Michael Mann, sendo o maior cientista-cineasta americano, utiliza,
num primeiro momento, os seus utensílios primordiais, a câmara, o som e o
desenho dos movimentos diversos no espaço em conjunção com o tempo, para sondar
as correspondências secretas e inquietantes entre Enzo Ferrari e as suas
máquinas automobilísticas. Parece, pois, natural que Mann tenha dedicado anos a
estudar e a desconstruir, a pilotar e a tratar por “tu” os Ferraris.
Assim, muitas vezes, a frontalidade do registo e a gramática cinematográfica são abandonados em favor de uma lateralidade que já é uma narrativa outra, para além da mera biografia, da
mera hagiografia: vemos, entre outros fragmentos passiveis de dissecar, a zona
do pescoço e dos ombros do protagonista, para assim Mann analisar e pôr em
evidência conceitos como a tensão, a pressão, a retração, a respiração, a
entropia, a concentração (do sistema nervoso, do fluxo sanguíneo, etc.), as
veias, os músculos, numa zona essencial e reveladora das ações exteriores no
corpo humano. Por vezes o recurso ao slow motion enfatiza duplamente a
demanda. E, ato contínuo, percebermos a correlação entre a fachada humanamente
construída com a indiferença das máquinas em questão. Estamos constantemente a
comparar Enzo na vida pública, robótico, maquínico, metálico, com Enzo na vida
privada, um vulcão com a sua esposa, um anjo caído com a sua amante. Estamos
constantemente a comparar a morfologia de Enzo com a morfologia das máquinas.
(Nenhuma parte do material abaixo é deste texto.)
use clap::{Parser, Subcommand};
use std::path::PathBuf;

use talon_config::{ConfigLoader, TalonConfig};

mod jobs;
mod serve;
mod skills;

/// 🦅 Talon: skill runtime and cron scheduler
#[derive(Parser)]
#[command(name = "talon", version, about, long_about = None)]
#[command(propagate_version = true)]
pub struct Cli {
    /// Path to talon.toml config file
    #[arg(short, long, global = true)]
    config: Option<PathBuf>,

    /// Log level override (e.g. debug, info, warn, error)
    #[arg(short, long, global = true)]
    log_level: Option<String>,

    /// Enable verbose output (debug logging)
    #[arg(short, long, global = true, conflicts_with = "quiet")]
    verbose: bool,

    /// Suppress all log output (errors only)
    #[arg(short, long, global = true, conflicts_with = "verbose")]
    quiet: bool,

    #[command(subcommand)]
    command: Commands,
}

#[derive(Subcommand)]
enum Commands {
    /// Inspect and run skills
    Skills {
        #[command(subcommand)]
        action: SkillAction,
    },
    /// Manage scheduled jobs
    Jobs {
        #[command(subcommand)]
        action: JobAction,
    },
    /// Run the scheduler loop (and the skill watcher, if enabled) until Ctrl-C
    Serve,
}

#[derive(Subcommand)]
enum SkillAction {
    /// List loaded skills
    List,
    /// Rank skills against a free-text request
    Search {
        query: String,
        /// Number of results
        #[arg(short, default_value = "3")]
        k: usize,
    },
    /// Run a skill
    Run {
        id: String,
        /// Parameters as key=value pairs
        #[arg(short, long, value_parser = parse_key_val)]
        param: Vec<(String, String)>,
        /// Timeout in seconds (overrides the skill and config defaults)
        #[arg(long)]
        timeout: Option<u64>,
        /// Confirm proposals without asking
        #[arg(short, long)]
        yes: bool,
    },
    /// Re-read the skill directories and report what loaded
    Reload,
}

#[derive(Subcommand)]
enum JobAction {
    /// List scheduled jobs with their next run time
    List,
    /// Delete a job
    Delete { id: String },
    /// Stop a job from firing until resumed
    Pause { id: String },
    /// Resume a paused job
    Resume { id: String },
}

/// Parse "key=value" CLI arguments.
fn parse_key_val(s: &str) -> std::result::Result<(String, String), String> {
    let pos = s
        .find('=')
        .ok_or_else(|| format!("invalid KEY=VALUE: no `=` found in `{s}`"))?;
    Ok((s[..pos].to_string(), s[pos + 1..].to_string()))
}

impl Cli {
    pub async fn run(self) -> talon_core::Result<()> {
        let config = ConfigLoader::load(self.config.as_deref())?.into_config();

        // --verbose > --quiet > --log-level > config; RUST_LOG beats all of them.
        let log_level = if self.verbose {
            "debug"
        } else if self.quiet {
            "error"
        } else {
            self.log_level.as_deref().unwrap_or(&config.logging.level)
        };
        init_tracing(&config, log_level);

        match self.command {
            Commands::Skills { action } => skills::cmd_skills(config, action).await,
            Commands::Jobs { action } => jobs::cmd_jobs(config, action).await,
            Commands::Serve => serve::cmd_serve(config).await,
        }
    }
}

fn init_tracing(config: &TalonConfig, log_level: &str) {
    let filter = || {
        tracing_subscriber::EnvFilter::try_from_default_env()
            .unwrap_or_else(|_| tracing_subscriber::EnvFilter::new(log_level))
    };

    match config.logging.format.as_str() {
        "json" => tracing_subscriber::fmt()
            .with_env_filter(filter())
            .json()
            .with_target(true)
            .init(),
        "compact" => tracing_subscriber::fmt()
            .with_env_filter(filter())
            .compact()
            .with_target(false)
            .init(),
        _ => tracing_subscriber::fmt()
            .with_env_filter(filter())
            .with_target(false)
            .init(),
    }
}

#[cfg(test)]
mod tests {
    use super::*;
    use clap::CommandFactory;

    #[test]
    fn cli_definition_is_consistent() {
        Cli::command().debug_assert();
    }

    #[test]
    fn key_val_pairs() {
        assert_eq!(parse_key_val("name=Ada"), Ok(("name".into(), "Ada".into())));
        assert_eq!(parse_key_val("expr=a=b"), Ok(("expr".into(), "a=b".into())));
        assert!(parse_key_val("novalue").is_err());
    }

    #[test]
    fn run_arguments() {
        let cli = Cli::try_parse_from([
            "talon", "skills", "run", "greet", "-p", "name=Ada", "--timeout", "5", "--yes",
        ])
        .unwrap();
        let Commands::Skills {
            action: SkillAction::Run { id, param, timeout, yes },
        } = cli.command
        else {
            panic!("expected skills run");
        };
        assert_eq!(id, "greet");
        assert_eq!(param, vec![("name".to_string(), "Ada".to_string())]);
        assert_eq!(timeout, Some(5));
        assert!(yes);
    }

    #[test]
    fn verbose_and_quiet_conflict() {
        assert!(Cli::try_parse_from(["talon", "-v", "-q", "serve"]).is_err());
    }
}
use console::style;
use serde_json::Value;
use std::time::Duration;
use talon_config::TalonConfig;
use talon_core::{SkillOutcome, TalonError};
use talon_runtime::{Decision, SkillRuntime};
use talon_skills::{LoadReport, Params};

use super::SkillAction;

pub(super) async fn cmd_skills(config: TalonConfig, action: SkillAction) -> talon_core::Result<()> {
    let (runtime, report) = SkillRuntime::from_config(&config).await?;
    print_skipped(&report);

    match action {
        SkillAction::List => {
            let skills = runtime.skills();
            println!("{}\n", style(format!("Available Skills ({}):", skills.len())).bold());
            for s in skills {
                let origin = match &s.source {
                    Some(path) => path.display().to_string(),
                    None => "built-in".to_string(),
                };
                println!("  {} {}", style(&s.id).cyan(), style(format!("({})", s.body.kind())).dim());
                println!("    {}", s.description);
                for p in &s.parameters {
                    let need = if p.required { "required" } else { "optional" };
                    println!("    - {}: {} ({need})", p.name, p.kind);
                }
                println!("    {}", style(origin).dim());
                println!();
            }
        }
        SkillAction::Search { query, k } => {
            let hits = runtime.retrieve(&query, k).await;
            if hits.is_empty() {
                println!("No matching skills.");
            }
            for (rank, hit) in hits.iter().enumerate() {
                println!("{:>2}. {:<24} {:.3}", rank + 1, hit.skill_id, hit.score);
            }
        }
        SkillAction::Run {
            id,
            param,
            timeout,
            yes,
        } => {
            let params: Params = param
                .into_iter()
                .map(|(k, v)| (k, Value::String(v)))
                .collect();
            let outcome = match runtime
                .invoke(&id, params, timeout.map(Duration::from_secs))
                .await
            {
                Ok(outcome) => outcome,
                Err(e) => {
                    eprintln!("{}", style(e.user_message()).red());
                    return Err(TalonError::Execution(e));
                }
            };
            show_outcome(&runtime, outcome, yes).await?;
        }
        SkillAction::Reload => {
            let report = runtime.reload().await;
            println!(
                "Loaded {} skill source(s), skipped {}.",
                report.loaded.len(),
                report.skipped.len()
            );
            print_skipped(&report);
        }
    }
    Ok(())
}

async fn show_outcome(runtime: &SkillRuntime, outcome: SkillOutcome, yes: bool) -> talon_core::Result<()> {
    match outcome {
        SkillOutcome::Text { text } => println!("{text}"),
        SkillOutcome::SchedulerMutation { notice } => println!("{notice}"),
        SkillOutcome::PendingConfirmation { mut proposal } => {
            println!("{}", proposal.render());
            let decision = if yes || ask_confirmation() {
                Decision::Confirm
            } else {
                Decision::Decline
            };
            match runtime.resolve(&mut proposal, decision).await? {
                Some(notice) => println!("{} {notice}", style("✔").green()),
                None => println!("Nothing was scheduled."),
            }
        }
    }
    Ok(())
}

/// Ask on the terminal. Anything but an explicit yes declines.
fn ask_confirmation() -> bool {
    dialoguer::Confirm::with_theme(&dialoguer::theme::ColorfulTheme::default())
        .with_prompt("Create this job?")
        .default(false)
        .interact()
        .unwrap_or(false)
}

fn print_skipped(report: &LoadReport) {
    for (path, err) in &report.skipped {
        eprintln!("{} {}: {err}", style("skipped").yellow(), path.display());
    }
}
E, num segundo momento, metafísico, mas igualmente direto,
como num grande acidente entre carne e metal, a montagem é essencial: não só
para percebermos todas as motivações dramáticas e históricas – a magnifica
sequência-fusão vulcânica da ópera – mas num mesmo nível para entendermos que
uma escolha como a feita por Enzo comporta todos os tipos de resquícios
funestos: o fantasma da mulher, Laura, as peças queimadas e os interstícios das
carrocerias, as peças e os órgãos mortos pelas máquinas, amigos, filho,
desconhecidos… numa espiral irremediável e interminável… o provisório da vida
com a amante, Lina, o atrito na perceção da máscara utilizada em público e na
recuperação do semblante original.
Ainda, o confronto imagético, sónico e visceral: a câmara de
filmar que muitas das vezes deixa de acompanhar, lado a lado, o objeto
dramático central das corridas, os carros com os pilotos, para ir contra eles,
em contradição de encenação, de mise-en-scène, de inteligências. Aí já é o
cinema, o cinema de Mann, a humanizar-se e a querer competir com o ronco dos
motores supostamente inultrapassáveis, essa fabulosa criação humana, que, relembrou
Mann aquando da primeira vez que vislumbrou um Ferrari, lhe pareceu uma besta,
uma fera, um animal colossal fabricado pelo homem. Homem que se quis Criador,
Deus, tentando ultrapassar as bestas das selvas que nos apareceram no mundo
conhecido.
Mann a ousar que as particularidades estritas do cinema,
esse meio incomensurável que Eisenstein não admitiu que servisse só para contar
histórias, não alcançassem “apenas” as particularidades estritas da velocidade
e das suas leis intrínsecas, mas que se tornasse (o cinema) besta, alma,
selvageria. Uma selvageria precisa, orquestrada, disciplinada, por isso é que
quando Enzo explica ao filho que «tudo o que funciona (flui) na perfeição é
belo», lhe esteja a entregar a mais bela das dádivas, bem mais importante do
que o autografo do ídolo sempre adiado. Essa frase é na mesma medida a síntese
e o epitáfio do trabalho de Mann.
O natural ultra-romantismo final, um pai a apresentar um
filho vivo a um filho morto, no cemitério humanizado de todos os dias, é a
imagem acabada e perfeita deste quebrar de barreiras inquebráveis, deste violar
de leis invioláveis que o homem, enquanto máquina ou besta sedenta, ousa sempre.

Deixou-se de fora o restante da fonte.